HA NOI (VNS)— The capital city's Old Quarter will be cut down to 82 hectares from the current 100, with a focus on preserving and restoring historic buildings.
This is the main idea of the draft regulation on managing and preserving the architectural planning of Ha Noi's Old Quarter announced by the municipal People's Committee last Thursday.
The regulation aims to replace the committee's Decision 45 on architectural management of the Old Quarter, issued in 1995.
Duong Duc Tuan, deputy director of the municipal Department of Planning and Architecture, said that the new Old Quarter would include two zones.
"The first one, which covers 23 hectares, would preserve the typical architecture of the Old Quarter, while the second, which spans 59 hectares, would be allowed to develop in a supervised manner," he said.
The regulation also permits buildings in some areas of the Old Quarter to increase in height above the current maximum of 12 metres.
Vice Chairman of the committee Vu Hong Khanh does not agree to this change, saying the move would increase the number of people in the already crowded neighbourhood.
With more than 850 people per hectare, the Old Quarter is the most densely populated area in the city. The committee's Old Quarter population expansion scheme aims to reduce the population density to the more reasonable level of 500 people per hectare.
The area next to the Old Quarter, which includes Phuc Xa and Chuong Duong communes, Van Xun Park and Ly Nam De Street, would be used for the construction of schools and parking lots if necessary.
Tuan said the Old Quarter currently faces four big challenges: poor living conditions, downgraded facilities, chaotic urban scenery and traffic problems.

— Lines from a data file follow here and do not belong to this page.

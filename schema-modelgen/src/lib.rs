//! JSON Schema to validated record type translator.
//!
//! `generate` turns a JSON Schema object into a [`RecordType`]: a table of
//! typed, constrained field descriptors. The record type constructs
//! [`Record`] instances from JSON objects and reports every violated field
//! at once when construction fails.
//!
//! ```no_run
//! use schema_modelgen::{generate, GenerateOptions};
//! use serde_json::json;
//!
//! let schema = json!({
//!     "type": "object",
//!     "properties": {
//!         "name": {"type": "string"},
//!         "age": {"type": "integer", "minimum": 0}
//!     },
//!     "required": ["name", "age"]
//! });
//! let person = generate(&schema, &GenerateOptions::default()).unwrap();
//! let alice = person.construct(&json!({"name": "Alice", "age": 30})).unwrap();
//! assert_eq!(alice.field("name").and_then(|v| v.as_str()), Some("Alice"));
//! assert!(person.construct(&json!({"name": "Alice", "age": -1})).is_err());
//! ```

pub mod ast;
pub mod constraints;
pub mod enums;
pub mod error;
pub mod mapper;
pub mod meta;
pub mod options;
pub mod record;
pub mod translate;
pub mod value;

pub use ast::{DefaultValue, FieldDescriptor, FieldType, ItemType};
pub use constraints::Constraints;
pub use enums::EnumDescriptor;
pub use error::{Rule, TranslateError, ValidationFailure, Violation};
pub use options::{FormatPredicate, FormatValidators, GenerateOptions};
pub use record::{ExtraPolicy, Record, RecordType};
pub use translate::{generate, DEFAULT_MODEL_NAME};
pub use value::{FieldValue, ValueSet};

Moreover, many valuable historical and cultural buildings have been seriously worn down, and the area lacks green trees and parking lots. While the area's 36 streets are each named after traditional crafts that those streets specialised in, these crafts have long since fallen into oblivion.
The committee also required the Department of Planning and Architecture to map out the Old Quarter and its infrastructure, including neighbouring areas.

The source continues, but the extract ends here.